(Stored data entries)

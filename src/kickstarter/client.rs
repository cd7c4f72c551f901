//! HTTP client for Kickstarter pledge pages using wreq for TLS fingerprint emulation.

use crate::config::Config;
use crate::kickstarter::markers::PLEDGE_PATH;
use anyhow::{Context, Result};
use async_trait::async_trait;
use std::time::Duration;
use thiserror::Error;
use tracing::debug;
use wreq::Client;
use wreq_util::Emulation;

/// Builds the pledge page URL for a project: query and fragment are dropped
/// and the pledge path is appended.
pub fn pledge_url(project_url: &str) -> String {
    let base = project_url.split(['?', '#']).next().unwrap_or_default().trim_end_matches('/');
    format!("{}{}", base, PLEDGE_PATH)
}

/// A single failed attempt to retrieve a page.
#[derive(Debug, Error)]
pub enum FetchError {
    #[error("HTTP error: status {0}")]
    Status(u16),

    #[error("Timeout: {0}")]
    Timeout(String),

    #[error("Connection error: {0}")]
    Connection(String),

    #[error("General error: {0}")]
    Other(String),
}

impl FetchError {
    /// Short label for the kind of failure, used in retry logs.
    pub fn class(&self) -> &'static str {
        match self {
            FetchError::Status(_) => "HTTP error",
            FetchError::Timeout(_) => "Timeout",
            FetchError::Connection(_) => "Connection error",
            FetchError::Other(_) => "General error",
        }
    }
}

impl From<wreq::Error> for FetchError {
    fn from(err: wreq::Error) -> Self {
        if err.is_timeout() {
            FetchError::Timeout(err.to_string())
        } else if err.is_connect() {
            FetchError::Connection(err.to_string())
        } else {
            FetchError::Other(err.to_string())
        }
    }
}

/// Trait for one attempt at fetching a page - enables mocking for tests.
#[async_trait]
pub trait PledgeFetch: Send + Sync {
    /// Performs a GET and returns the body decoded as text.
    async fn fetch(&self, url: &str) -> Result<String, FetchError>;
}

/// Kickstarter HTTP client with browser impersonation.
pub struct KickstarterClient {
    client: Client,
}

impl KickstarterClient {
    /// Creates a new client with the given configuration.
    pub fn new(config: &Config) -> Result<Self> {
        let mut builder = Client::builder()
            .cookie_store(true)
            .gzip(true)
            .brotli(true)
            .timeout(Duration::from_secs(config.request_timeout_secs))
            .connect_timeout(Duration::from_secs(10));

        if let Some(proxy_url) = &config.proxy {
            debug!("Configuring proxy: {}", proxy_url);
            let proxy = wreq::Proxy::all(proxy_url).context("Failed to configure proxy")?;
            builder = builder.proxy(proxy);
        }

        let client = builder.build().context("Failed to build HTTP client")?;

        Ok(Self { client })
    }
}

#[async_trait]
impl PledgeFetch for KickstarterClient {
    async fn fetch(&self, url: &str) -> Result<String, FetchError> {
        debug!("GET {}", url);

        let response = self
            .client
            .get(url)
            .emulation(Emulation::Chrome131)
            .header("Accept", "text/html,application/xhtml+xml,application/xml;q=0.9,*/*;q=0.8")
            .header("Accept-Language", "en-US,en;q=0.9")
            .header("Cache-Control", "no-cache")
            .header("Pragma", "no-cache")
            .header("Sec-Fetch-Dest", "document")
            .header("Sec-Fetch-Mode", "navigate")
            .header("Sec-Fetch-Site", "none")
            .header("Upgrade-Insecure-Requests", "1")
            .send()
            .await?;

        let status = response.status();
        debug!("Response status: {}", status);

        if !status.is_success() {
            return Err(FetchError::Status(status.as_u16()));
        }

        Ok(response.text().await?)
    }
}

#[cfg(test)]
mod tests {
    use super::*;
    use wiremock::matchers::{method, path};
    use wiremock::{Mock, MockServer, ResponseTemplate};

    fn make_test_config() -> Config {
        Config { request_timeout_secs: 5, ..Config::default() }
    }

    #[test]
    fn test_pledge_url() {
        assert_eq!(
            pledge_url("https://www.kickstarter.com/projects/me/thing"),
            "https://www.kickstarter.com/projects/me/thing/pledge/new"
        );
        assert_eq!(
            pledge_url("https://www.kickstarter.com/projects/me/thing?ref=home"),
            "https://www.kickstarter.com/projects/me/thing/pledge/new"
        );
        assert_eq!(
            pledge_url("https://www.kickstarter.com/projects/me/thing/#faq"),
            "https://www.kickstarter.com/projects/me/thing/pledge/new"
        );
    }

    #[test]
    fn test_fetch_error_class() {
        assert_eq!(FetchError::Status(500).class(), "HTTP error");
        assert_eq!(FetchError::Timeout("t".into()).class(), "Timeout");
        assert_eq!(FetchError::Connection("c".into()).class(), "Connection error");
        assert_eq!(FetchError::Other("o".into()).class(), "General error");
        assert!(FetchError::Status(404).to_string().contains("404"));
    }

    #[tokio::test]
    async fn test_fetch_success() {
        let mock_server = MockServer::start().await;

        let html = r#"<html><body><li class="pledge--all-gone">Sold out</li></body></html>"#;

        Mock::given(method("GET"))
            .and(path("/projects/me/thing/pledge/new"))
            .respond_with(ResponseTemplate::new(200).set_body_string(html))
            .mount(&mock_server)
            .await;

        let client = KickstarterClient::new(&make_test_config()).unwrap();
        let url = pledge_url(&format!("{}/projects/me/thing?ref=discovery", mock_server.uri()));

        let body = client.fetch(&url).await.unwrap();
        assert!(body.contains("pledge--all-gone"));
    }

    #[tokio::test]
    async fn test_fetch_http_error_404() {
        let mock_server = MockServer::start().await;

        Mock::given(method("GET"))
            .respond_with(ResponseTemplate::new(404))
            .mount(&mock_server)
            .await;

        let client = KickstarterClient::new(&make_test_config()).unwrap();
        let err = client.fetch(&format!("{}/missing", mock_server.uri())).await.unwrap_err();
        assert!(matches!(err, FetchError::Status(404)));
        assert_eq!(err.class(), "HTTP error");
    }

    #[tokio::test]
    async fn test_fetch_http_error_503() {
        let mock_server = MockServer::start().await;

        Mock::given(method("GET"))
            .respond_with(ResponseTemplate::new(503))
            .mount(&mock_server)
            .await;

        let client = KickstarterClient::new(&make_test_config()).unwrap();
        let err = client.fetch(&mock_server.uri()).await.unwrap_err();
        assert!(err.to_string().contains("503"));
    }

    #[tokio::test]
    async fn test_fetch_empty_response() {
        let mock_server = MockServer::start().await;

        Mock::given(method("GET"))
            .respond_with(ResponseTemplate::new(200).set_body_string(""))
            .mount(&mock_server)
            .await;

        let client = KickstarterClient::new(&make_test_config()).unwrap();
        assert!(client.fetch(&mock_server.uri()).await.unwrap().is_empty());
    }

    #[tokio::test]
    async fn test_fetch_connection_refused() {
        let client = KickstarterClient::new(&make_test_config()).unwrap();
        let err = client.fetch("http://127.0.0.1:1/pledge/new").await.unwrap_err();
        assert!(!matches!(err, FetchError::Status(_)));
    }
}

◆ WHAT THE TASK REQUIRES ◆
Count the lines of the entries above in which the string "format" appears. Supply the number only.

◆ ANSWER SECTION ◆
3